Utah lowers minimum borrower age for private reverse mortgages

The bill was signed into law by the governor of Utah this week

The legislature in the state of Utah passed a bill earlier this month that lowers the minimum borrower age for proprietary reverse mortgage loans to 55. The bill was signed into law by Gov. Spencer Cox (R) on Monday.

Sponsored by Republicans Rep. Walt Brooks and Sen. Don Ipson, the bill initially failed to progress due to a deadlocked 3-3 committee vote, but legislators worked to ready it for passage by the state’s House of Representatives and Senate.

Concerns were related to the bill’s original counseling provisions, which changed the required receipt of a counseling certificate from prior to application to after a loan is assigned a number by the lender. The changes were intended to save the borrower between one and three days of processing time, according to Rep. Brooks.

Counseling issues

In the February 14 session, Utah Mortgage Commission Vice Chair Allison Olsen spoke in favor of its passage.

Gov. Spencer Cox (R) of Utah.
Gov. Spencer Cox signed the bill into law.

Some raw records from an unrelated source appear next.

/// Result persistence.
///
/// The ingestion pipeline needs exactly two things from storage: the most
/// recent results (to build the statistical window) and a way to persist a
/// new reading with its result. `ResultStore` captures that contract;
/// `db::PgStore` implements it on PostgreSQL and `MemoryStore` keeps
/// everything in process for tests and offline replay.

use chrono::{DateTime, Utc};

use crate::model::{Reading, ScoreResult, StoredResult};

#[derive(Debug, thiserror::Error)]
pub enum StoreError {
    #[error("database error: {0}")]
    Database(#[from] postgres::Error),

    #[error("stored row is malformed: {0}")]
    Malformed(String),
}

/// Storage contract consumed by the monitor.
pub trait ResultStore {
    /// Up to `limit` results, most recent first.
    fn recent_results(&mut self, limit: usize) -> Result<Vec<StoredResult>, StoreError>;

    /// Persists a raw reading together with its scored result. Either both
    /// are written or neither is.
    fn insert_scored(
        &mut self,
        reading: &Reading,
        at: DateTime<Utc>,
        result: &ScoreResult,
    ) -> Result<StoredResult, StoreError>;

    fn latest_result(&mut self) -> Result<Option<StoredResult>, StoreError> {
        Ok(self.recent_results(1)?.into_iter().next())
    }

    /// Raw readings behind the most recent results, most recent first.
    fn recent_readings(&mut self, limit: usize) -> Result<Vec<Reading>, StoreError> {
        Ok(self
            .recent_results(limit)?
            .into_iter()
            .map(|stored| stored.reading)
            .collect())
    }
}

// ---------------------------------------------------------------------------
// In-memory store
// ---------------------------------------------------------------------------

/// Process-local store. Results are kept in insertion order.
#[derive(Debug, Default)]
pub struct MemoryStore {
    readings: Vec<(i64, DateTime<Utc>, Reading)>,
    results: Vec<StoredResult>,
}

impl MemoryStore {
    pub fn new() -> Self {
        Self::default()
    }

    pub fn reading_count(&self) -> usize {
        self.readings.len()
    }

    pub fn result_count(&self) -> usize {
        self.results.len()
    }
}

impl ResultStore for MemoryStore {
    fn recent_results(&mut self, limit: usize) -> Result<Vec<StoredResult>, StoreError> {
        Ok(self.results.iter().rev().take(limit).cloned().collect())
    }

    fn insert_scored(
        &mut self,
        reading: &Reading,
        at: DateTime<Utc>,
        result: &ScoreResult,
    ) -> Result<StoredResult, StoreError> {
        check_storable(result)?;

        let reading_id = self.readings.len() as i64 + 1;
        let stored = StoredResult {
            id: self.results.len() as i64 + 1,
            reading_id,
            timestamp: at,
            reading: *reading,
            result: result.clone(),
        };
        self.readings.push((reading_id, at, *reading));
        self.results.push(stored.clone());
        Ok(stored)
    }
}

/// Checks a result against the column constraints of `anomaly_results`:
/// score within 0–100 and every numeric field finite.
pub fn check_storable(result: &ScoreResult) -> Result<(), StoreError> {
    if !(0.0..=100.0).contains(&result.risk_score) {
        return Err(StoreError::Malformed(format!("risk_score {} outside 0-100", result.risk_score)));
    }
    for (name, values) in [("z-score", &result.z_scores), ("rolling mean", &result.rolling_mean)] {
        if let Some((channel, value)) = values.iter().find(|(_, v)| !v.is_finite()) {
            return Err(StoreError::Malformed(format!("{} {} is {}", channel, name, value)));
        }
    }
    Ok(())
}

“I’ve studied reverse mortgages for years. This particular bill is super important because the state of Utah has laws in place right now which can hurt a borrower’s ability to get a certain amount of money,” Olson said in February. “When a lender like me is trying to determine the loan amount […] in the state of Utah, this person cannot apply for the loan until their counseling is done.”

Olson told the committee that the concept of principal limit factors (PLFs) and the prolonged counseling waiting period can limit a borrower’s ability to benefit from higher loan proceeds.

“If rates go up a person can get to less money, if rates go down they can get to more money,” she said. “But I’ve had the three-day waiting period actually hurt borrowers.”

Olson explained to the committee that because of the way rates work on a reverse mortgage loan, waiting for a counseling receipt could impact a borrower’s ability to get a more favorable rate, and in turn, higher loan proceeds.

“I’ve actually had [the counseling period] take a borrower from being able to qualify for a reverse mortgage, then the rates went up and they had to bring money in,” she said. “And some of them can’t.”

After Olsen’s testimony, the committee voted to report the bill out favorably for consideration, ultimately leading to its passage.

Proprietary products at age 55

In 2021, leading reverse mortgage industry lenders began offering their proprietary loans primarily to borrowers aged 55 or older. Reverse Mortgage Funding (RMF), which offered a line of proprietary reverse mortgage loans under its “Equity Elite” brand, lowered its minimum eligible age to 55 in September of that year.

For a time, Equity Elite was the only product in the U.S. reverse mortgage industry that could be offered to people under the age of 60 in 19 eligible states and Washington, D.C.

The following month, Finance of America Reverse (FAR) followed suit, lowering the minimum age to 55 for its “HomeSafe” suite of proprietary products. FAR reintroduced its “HomeSafe Second” earlier this year, and the minimum age of 55 also applied to the product in certain states.

With the minimum age requirement now more accessible, the concept of the reverse mortgage product is more readily available to younger borrowers in Generation X, who were born between the early- to mid-1960s, the late 1970s or early 1980s.

There are implications of the transition the reverse mortgage industry will need to make in the coming years in order to serve this generation. Unlike the current generation primarily served by the reverse mortgage industry in baby boomers, those who are part of Generation X have demonstrably different financial circumstances than their parents.

A 2021 Harris Poll conducted for Fast Company found that older members of Generation X were the least likely of any age group to believe that wealth is an achievable goal in the U.S.